One example he provides is that vigorous vines with large cane diameters can retain spurs with two-count buds, whereas smaller vines or vines with some small canes may need to have several spur positions pruned back to a one-count bud. “The motto I use in my academy is ‘no wimpy wood’—which seems to resonate with growers and results in less wimpy shoots that produce inferior fruit,” Westover of Virtual Viticulture Academy told The Grapevine Magazine.
“Weather can also cause a shift in a standard pruning protocol. For instance, in a year with high primary bud death due to freeze conditions, a grower needs to first assess the percentage of bud death in the vineyard, and then adjust the final number of count buds per vine to compensate,” he said. “This isn’t easy to do, but it can certainly help keep a vineyard in business through a tough season if done properly—and some live buds remain!”
Myers’ pruning team includes two people on staff for a 40–plus workweek who are in the vineyard daily. One of her primary takeaway tips is proper sterilization. “Clean pruning tools at the end of each row, and especially when changing varietals.”

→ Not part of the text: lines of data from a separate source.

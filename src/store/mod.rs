//! In-memory snapshot of the last successful fetch plus the user's current
//! selection.
//!
//! The snapshot is only ever replaced wholesale. Fetches are identified by
//! [`FetchTicket`]s so out-of-order completions can be told apart in logs,
//! but completion order decides what is shown: the last completion wins,
//! even when it carries an older ticket. A failed fetch leaves the previous
//! snapshot in place.

use chrono::{DateTime, Utc};
use serde::Serialize;

use crate::analytics::detail::{AccountSelector, DetailMetric};
use crate::filter::{self, RangeToken};
use crate::model::{DashboardPayload, TaskRecord};
use crate::views::Tab;

/// Identifies one fetch request, in issue order.
#[derive(Debug, Clone, Copy, PartialEq, Eq, PartialOrd, Ord, Serialize)]
pub struct FetchTicket(pub u64);

#[derive(Debug, Clone)]
pub struct Snapshot {
    pub payload: DashboardPayload,
    pub fetched_at: DateTime<Utc>,
    pub ticket: FetchTicket,
}

/// What the user is currently looking at.
#[derive(Debug, Clone, Default, PartialEq, Eq, Serialize)]
pub struct Selection {
    pub range: RangeToken,
    pub tab: Tab,
    pub account: AccountSelector,
    pub metric: DetailMetric,
}

/// Health of the refresh cycle, for status displays.
#[derive(Debug, Clone, Serialize)]
pub struct StoreStatus {
    pub has_snapshot: bool,
    pub fetched_at: Option<DateTime<Utc>>,
    pub task_count: usize,
    pub endpoint_count: usize,
    pub applied_ticket: Option<FetchTicket>,
    pub consecutive_failures: usize,
    pub last_error: Option<String>,
}

#[derive(Debug, Default)]
pub struct SnapshotStore {
    snapshot: Option<Snapshot>,
    selection: Selection,
    next_ticket: u64,
    consecutive_failures: usize,
    last_error: Option<String>,
}

impl SnapshotStore {
    pub fn new(selection: Selection) -> Self {
        Self {
            selection,
            ..Default::default()
        }
    }

    /// Issue a ticket for a fetch that is about to start.
    pub fn begin_fetch(&mut self) -> FetchTicket {
        self.next_ticket += 1;
        FetchTicket(self.next_ticket)
    }

    /// Apply a finished fetch. On success the snapshot is replaced and `true`
    /// is returned; on failure the error is logged and recorded, and the
    /// previous snapshot stays authoritative.
    pub fn complete(
        &mut self,
        ticket: FetchTicket,
        result: anyhow::Result<DashboardPayload>,
        now: DateTime<Utc>,
    ) -> bool {
        match result {
            Ok(payload) => {
                if let Some(current) = &self.snapshot
                    && current.ticket > ticket
                {
                    tracing::debug!(
                        stale = ticket.0,
                        current = current.ticket.0,
                        "older fetch completed last; replacing snapshot"
                    );
                }
                tracing::debug!(
                    ticket = ticket.0,
                    tasks = payload.task_logs.len(),
                    endpoints = payload.api_timeseries.len(),
                    "snapshot replaced"
                );
                self.snapshot = Some(Snapshot {
                    payload,
                    fetched_at: now,
                    ticket,
                });
                self.consecutive_failures = 0;
                self.last_error = None;
                true
            }
            Err(e) => {
                tracing::warn!(ticket = ticket.0, error = %format!("{e:#}"), "dashboard fetch failed; keeping previous snapshot");
                self.consecutive_failures += 1;
                self.last_error = Some(format!("{e:#}"));
                false
            }
        }
    }

    /// Convenience for callers that fetch and apply in one step.
    pub fn replace(&mut self, payload: DashboardPayload, now: DateTime<Utc>) {
        let ticket = self.begin_fetch();
        self.complete(ticket, Ok(payload), now);
    }

    pub fn snapshot(&self) -> Option<&Snapshot> {
        self.snapshot.as_ref()
    }

    pub fn payload(&self) -> Option<&DashboardPayload> {
        self.snapshot.as_ref().map(|s| &s.payload)
    }

    pub fn selection(&self) -> &Selection {
        &self.selection
    }

    pub fn selection_mut(&mut self) -> &mut Selection {
        &mut self.selection
    }

    /// Task subset for the selected range. Empty before the first fetch.
    pub fn filtered(&self, now: DateTime<Utc>) -> Vec<&TaskRecord> {
        self.filtered_with(self.selection.range, now)
    }

    pub fn filtered_with(&self, range: RangeToken, now: DateTime<Utc>) -> Vec<&TaskRecord> {
        match self.payload() {
            Some(payload) => filter::filter_tasks(&payload.task_logs, range, now),
            None => Vec::new(),
        }
    }

    /// Look up a task in the full snapshot, ignoring the range filter.
    pub fn find_task(&self, job_id: &str) -> Option<&TaskRecord> {
        self.payload()?.find_task(job_id)
    }

    pub fn status(&self) -> StoreStatus {
        StoreStatus {
            has_snapshot: self.snapshot.is_some(),
            fetched_at: self.snapshot.as_ref().map(|s| s.fetched_at),
            task_count: self.payload().map_or(0, |p| p.task_logs.len()),
            endpoint_count: self.payload().map_or(0, |p| p.api_timeseries.len()),
            applied_ticket: self.snapshot.as_ref().map(|s| s.ticket),
            consecutive_failures: self.consecutive_failures,
            last_error: self.last_error.clone(),
        }
    }
}

#[cfg(test)]
mod tests {
    use super::*;
    use chrono::TimeZone;

    fn now() -> DateTime<Utc> {
        Utc.with_ymd_and_hms(2025, 3, 1, 12, 0, 0).unwrap()
    }

    fn payload(ids: &[&str]) -> DashboardPayload {
        DashboardPayload {
            task_logs: ids
                .iter()
                .map(|id| TaskRecord {
                    job_id: id.to_string(),
                    ..Default::default()
                })
                .collect(),
            ..Default::default()
        }
    }

    #[test]
    fn empty_until_first_fetch() {
        let store = SnapshotStore::default();
        assert!(store.snapshot().is_none());
        assert!(store.filtered(now()).is_empty());
        assert!(!store.status().has_snapshot);
    }

    #[test]
    fn tickets_increase() {
        let mut store = SnapshotStore::default();
        let a = store.begin_fetch();
        let b = store.begin_fetch();
        assert!(b > a);
    }

    #[test]
    fn failure_keeps_previous_snapshot() {
        let mut store = SnapshotStore::default();
        store.replace(payload(&["a", "b"]), now());

        let ticket = store.begin_fetch();
        let applied = store.complete(ticket, Err(anyhow::anyhow!("connection refused")), now());

        assert!(!applied);
        assert_eq!(store.payload().unwrap().task_logs.len(), 2);
        let status = store.status();
        assert_eq!(status.consecutive_failures, 1);
        assert!(status.last_error.unwrap().contains("connection refused"));
    }

    #[test]
    fn last_completion_wins() {
        let mut store = SnapshotStore::default();
        let older = store.begin_fetch();
        let newer = store.begin_fetch();

        store.complete(newer, Ok(payload(&["new"])), now());
        store.complete(older, Ok(payload(&["old"])), now());

        assert_eq!(store.snapshot().unwrap().ticket, older);
        assert!(store.find_task("old").is_some());
        assert!(store.find_task("new").is_none());
    }

    #[test]
    fn success_resets_failure_count() {
        let mut store = SnapshotStore::default();
        let t = store.begin_fetch();
        store.complete(t, Err(anyhow::anyhow!("boom")), now());
        store.replace(payload(&["a"]), now());
        let status = store.status();
        assert_eq!(status.consecutive_failures, 0);
        assert!(status.last_error.is_none());
        assert_eq!(status.task_count, 1);
    }
}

Westover agreed. “This is an area of research that we have little information on at this time, but sterilizing shears after each row and—at a minimum—between blocks is a good practice. Solutions of 10% bleach or 70% isopropyl alcohol are inexpensive options to spray on shears,” he said.
So is the work done once buds break? Not necessarily. “Stay proactive on your vineyard management programs from pruning until frost to avoid uncontrollable problems,” said Myers of Laurel Gray Vineyards. “Watch for split vines that may have happened due to extreme cold weather when the sap was rising. Remove all cut wood from the vineyard floor and spray while still dormant with lime sulfur to kill any disease spores that overwintered in mummified fruit, dead wood or old leaves.”
Also remember that not removing enough canes “will cause over-production with a too-dense canopy, under-ripe fruit and conditions for disease,” she said. “These conditions require more labor through the growing season because the vineyard manager is constantly trying to combat these issues through summer hedging, spraying and leaf removal.”